Rotten Tomatoes forced me to watch their new show ‘See It/Skip it’ in order to get the Tomato Score for Justice League yesterday, and I won’t be doing it again. Thanks to Metacritic I already knew what the score would probably be, but because Justice League is a major film, especially for a DC geek like me, I was super curious. It was a mistake I will not be making twice.
Listen, even if they pull this, “We aren’t going to post the score until after the show airs for a few hours!”, nonsense again. I will just be patient and wait for every other media outlet on the internet to tell me what it is because ‘See It/Skip It’ is almost unwatchable. The hosts have no charisma, or any chemistry together, and it all comes off super scripted. Plus, I am not sure why I am supposed to take their advice over the advice their website is already giving me. For the record they both said ‘See It’ for Justice League that way you will know what everyone is taking about Monday, but that they didn’t think it was very good. Which is kind of an odd stance to take.
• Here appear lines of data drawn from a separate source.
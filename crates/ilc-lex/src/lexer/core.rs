//! Core lexer implementation: dispatch from the current character to the
//! right per-category scanner.

use ilc_util::diagnostic::{DiagnosticBuilder, Kind};
use ilc_util::{FileId, Handler, Span};

use crate::cursor::Cursor;
use crate::token::Token;

use super::comment;

/// Scans IL source text into a stream of [`Token`]s.
///
/// Never panics on malformed input: an illegal character or unterminated
/// string is reported through `handler` and replaced with
/// [`Token::Invalid`], and scanning resumes on the next character.
pub struct Lexer<'a> {
    pub(crate) cursor: Cursor<'a>,
    pub(crate) file: FileId,
    pub(crate) handler: &'a Handler,
    pub(crate) token_start: usize,
    pub(crate) token_start_line: u32,
    pub(crate) token_start_column: u32,
}

impl<'a> Lexer<'a> {
    pub fn new(source: &'a str, file: FileId, handler: &'a Handler) -> Self {
        Self {
            cursor: Cursor::new(source),
            file,
            handler,
            token_start: 0,
            token_start_line: 1,
            token_start_column: 1,
        }
    }

    /// Returns the next token, or [`Token::Eof`] once the source is
    /// exhausted. Every call first starts a fresh token span at the
    /// current cursor position.
    pub fn next_token(&mut self) -> Token {
        self.skip_trivia();

        self.token_start = self.cursor.position();
        self.token_start_line = self.cursor.line();
        self.token_start_column = self.cursor.column();

        if self.cursor.is_at_end() {
            return Token::Eof;
        }

        match self.cursor.current_char() {
            '(' => self.single(Token::LParen),
            ')' => self.single(Token::RParen),
            '[' => self.single(Token::LBracket),
            ']' => self.single(Token::RBracket),
            ',' => self.single(Token::Comma),
            ';' => self.single(Token::Semicolon),
            '+' => self.single(Token::Plus),
            '-' => self.single(Token::Minus),
            '*' => self.single(Token::Star),
            '%' => self.lex_percent(),
            '/' => self.lex_slash_or_comment(),
            '=' => self.single(Token::Eq),
            '!' => self.lex_bang(),
            '<' => self.lex_less(),
            '>' => self.lex_two_char('=', Token::Greater, Token::GreaterEq),
            ':' => self.lex_colon(),
            '.' => self.lex_dot(),
            '"' => self.lex_string(),
            c if c.is_ascii_digit() => self.lex_number(),
            c if is_ident_start(c) => self.lex_identifier(),
            c => {
                self.cursor.advance();
                self.report_error(format!("unexpected character '{c}'"));
                Token::Invalid(c.to_string())
            }
        }
    }

    /// Like [`Self::next_token`], but also returns the span of the token
    /// just scanned. Used by the parser, which needs spans on every AST
    /// node rather than just on diagnostics.
    pub fn next_spanned(&mut self) -> (Token, Span) {
        let tok = self.next_token();
        (tok, self.span())
    }

    fn single(&mut self, tok: Token) -> Token {
        self.cursor.advance();
        tok
    }

    /// `%` is the modulo operator, but directly abutting an identifier
    /// (`%foo`) is flagged rather than silently tokenized as `%` then
    /// `foo` — it is far more likely a typo than two adjacent tokens.
    fn lex_percent(&mut self) -> Token {
        self.cursor.advance();
        if is_ident_start(self.cursor.current_char()) {
            self.report_error("'%' directly followed by an identifier");
        }
        Token::Percent
    }

    pub(crate) fn span(&self) -> Span {
        Span::new(
            self.file,
            self.token_start,
            self.cursor.position(),
            self.token_start_line,
            self.token_start_column,
        )
    }

    pub(crate) fn report_error(&mut self, message: impl Into<String>) {
        DiagnosticBuilder::error(Kind::Lexical, message)
            .span(self.span())
            .emit(self.handler);
    }

    fn skip_trivia(&mut self) {
        loop {
            self.cursor.skip_whitespace();
            let c = self.cursor.current_char();
            if c == '#' || (c == '/' && self.cursor.peek_char(1) == '/') {
                comment::skip_line_comment(&mut self.cursor);
                continue;
            }
            break;
        }
    }
}

impl<'a> Iterator for Lexer<'a> {
    type Item = Token;

    fn next(&mut self) -> Option<Self::Item> {
        match self.next_token() {
            Token::Eof => None,
            tok => Some(tok),
        }
    }
}

pub(crate) fn is_ident_start(c: char) -> bool {
    c == '_' || c.is_ascii_alphabetic()
}

pub(crate) fn is_ident_continue(c: char) -> bool {
    c == '_' || c.is_ascii_alphanumeric()
}

#[cfg(test)]
mod tests {
    use super::*;
    use ilc_util::{FileId, Handler};

    fn tokens(src: &str) -> Vec<Token> {
        let handler = Handler::new();
        let mut lexer = Lexer::new(src, FileId(0), &handler);
        let mut out = Vec::new();
        loop {
            let tok = lexer.next_token();
            if tok == Token::Eof {
                break;
            }
            out.push(tok);
        }
        out
    }

    #[test]
    fn skips_whitespace_and_comments() {
        let toks = tokens("  // a comment\n  var");
        assert_eq!(toks, vec![Token::Var]);
    }

    #[test]
    fn dispatches_punctuation() {
        let toks = tokens("( ) [ ] , ;");
        assert_eq!(
            toks,
            vec![
                Token::LParen,
                Token::RParen,
                Token::LBracket,
                Token::RBracket,
                Token::Comma,
                Token::Semicolon,
            ]
        );
    }

    #[test]
    fn unexpected_character_reports_and_resumes() {
        let handler = Handler::new();
        let mut lexer = Lexer::new("@ var", FileId(0), &handler);
        let first = lexer.next_token();
        assert!(matches!(first, Token::Invalid(_)));
        assert_eq!(lexer.next_token(), Token::Var);
        assert!(handler.has_errors());
    }

    #[test]
    fn percent_abutting_identifier_is_flagged() {
        let handler = Handler::new();
        let mut lexer = Lexer::new("%foo", FileId(0), &handler);
        assert_eq!(lexer.next_token(), Token::Percent);
        assert!(handler.has_errors());
    }

    #[test]
    fn percent_as_operator_is_not_flagged() {
        let handler = Handler::new();
        let mut lexer = Lexer::new("a % b", FileId(0), &handler);
        lexer.next_token();
        assert_eq!(lexer.next_token(), Token::Percent);
        assert!(!handler.has_errors());
    }

    #[test]
    fn eof_is_returned_at_end_of_source() {
        let handler = Handler::new();
        let mut lexer = Lexer::new("", FileId(0), &handler);
        assert_eq!(lexer.next_token(), Token::Eof);
        assert_eq!(lexer.next_token(), Token::Eof);
    }
}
Anyway, ‘See It/Skip it’ is a waste of everyone’s time. There is so much other stuff to read and watch on the internet about movies, and I am sure just about all of it is better than ‘See It/Skip It’. I am hoping Rotten Tomatoes will have a Tomato Score for its own show because it will not be good.
Netflix recently went on record saying they were going to be putting a lot of money towards licensing and creating anime. They also followed that up by raising rates for all but their most basic service, so it seems that more content requires more money. Amazon is also aware of this, but instead of raising rates for all customers, they charge you an extra $4.99 a month for their ‘channel’, Anime Strike.
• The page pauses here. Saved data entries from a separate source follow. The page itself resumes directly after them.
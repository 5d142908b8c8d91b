use clap::Parser;
use ilc_drv::Cli;

fn main() {
    let cli = Cli::parse();
    if let Err(message) = cli.validate() {
        eprintln!("error: {message}");
        std::process::exit(1);
    }

    ilc_drv::init_logging(cli.debug);

    if ilc_drv::run(&cli) {
        std::process::exit(0);
    } else {
        std::process::exit(1);
    }
}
While on the surface $4.99 doesn’t seem like a lot for a streaming service that supposedly has more than 1000 series on it service, but you can only get Anime Strike if you have a Prime account. Which is $99 a year, so $8.25 a month, but that includes a lot more than just streaming TV. Anyway, Anime Strike plus Prime works out to $13.24 a month plus tax. Which makes it a pretty expensive compared to other services. Though to be far, most people already have a Prime subscription, and unlike the base Prime membership you can add and drop Strike at will, so if there is a series you want to see that you can watch it in a month you can cancel Anime Strike after you are done.
While it makes sense on the surface to charge people who want to watch niche programing more than people who don’t, I am just not sure it will pay off. With all the services people are having to pay for now, I just don’t see that many people excited to spend another $5 on top of something they are already paying for. In the end it will come down to content.
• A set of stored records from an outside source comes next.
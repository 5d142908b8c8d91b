//! Diagnostic module - error and warning reporting infrastructure.
//!
//! Every diagnostic carries a [`Level`] (error/warning/note) and a [`Kind`]
//! naming which pipeline stage produced it. The driver renders each as one
//! `<kind>: <message>` line on stderr; this module only builds and collects
//! them.
//!
//! ```
//! use ilc_util::diagnostic::{DiagnosticBuilder, Handler, Kind};
//! use ilc_util::Span;
//!
//! let handler = Handler::new();
//! DiagnosticBuilder::error(Kind::Syntactic, "expected ';'")
//!     .span(Span::DUMMY)
//!     .emit(&handler);
//!
//! assert!(handler.has_errors());
//! ```

mod builder;
mod level;

pub use builder::DiagnosticBuilder;
pub use level::{Kind, Level};

use crate::Span;
use std::cell::RefCell;

/// A single diagnostic message with severity, kind and source location.
#[derive(Clone, Debug)]
pub struct Diagnostic {
    pub level: Level,
    pub kind: Kind,
    pub message: String,
    pub span: Span,
    pub notes: Vec<String>,
    pub helps: Vec<String>,
}

impl Diagnostic {
    pub fn new(level: Level, kind: Kind, message: impl Into<String>, span: Span) -> Self {
        Self {
            level,
            kind,
            message: message.into(),
            span,
            notes: Vec::new(),
            helps: Vec::new(),
        }
    }

    pub fn error(kind: Kind, message: impl Into<String>, span: Span) -> Self {
        Self::new(Level::Error, kind, message, span)
    }

    pub fn warning(kind: Kind, message: impl Into<String>, span: Span) -> Self {
        Self::new(Level::Warning, kind, message, span)
    }

    pub fn with_note(mut self, note: impl Into<String>) -> Self {
        self.notes.push(note.into());
        self
    }

    pub fn with_help(mut self, help: impl Into<String>) -> Self {
        self.helps.push(help.into());
        self
    }

    /// The line the driver prints on stderr per the error handling design.
    pub fn render(&self) -> String {
        format!("{}: {}", self.kind, self.message)
    }
}

/// Collects diagnostics emitted while running one pipeline stage.
///
/// A `Handler` never aborts on its own; callers decide whether to keep
/// going after an error is recorded. The semantic analyzer keeps running
/// every pass to report every violation it finds; the parser stops after
/// the first syntax error.
#[derive(Default)]
pub struct Handler {
    diagnostics: RefCell<Vec<Diagnostic>>,
}

impl Handler {
    pub fn new() -> Self {
        Self {
            diagnostics: RefCell::new(Vec::new()),
        }
    }

    pub fn emit(&self, diagnostic: Diagnostic) {
        self.diagnostics.borrow_mut().push(diagnostic);
    }

    pub fn has_errors(&self) -> bool {
        self.diagnostics.borrow().iter().any(|d| d.level.is_error())
    }

    pub fn error_count(&self) -> usize {
        self.diagnostics
            .borrow()
            .iter()
            .filter(|d| d.level.is_error())
            .count()
    }

    pub fn diagnostics(&self) -> Vec<Diagnostic> {
        self.diagnostics.borrow().clone()
    }

    pub fn into_diagnostics(self) -> Vec<Diagnostic> {
        self.diagnostics.into_inner()
    }
}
Amazon got me to try Anime Strike with their free trial because they were the only place that had ‘Sword Oratoria: Is it Wrong to Try to Pick Up Girls in a Dungeon? On the Side’, but they didn’t have enough to keep me past the seven day trail. This will be a problem for Amazon. If they can’t get people to pay for its anime channel, than they will not have enough money to get more anime to keep up with Netflix, Hulu and Crunchy Roll.
It is just interesting to see Amazon going about this differently than everyone else, and I am not sure it is the right path to take. We will see, I may end up spending an extra $4.99 month if they end up with the only place to get the content I want, so far that is not the case.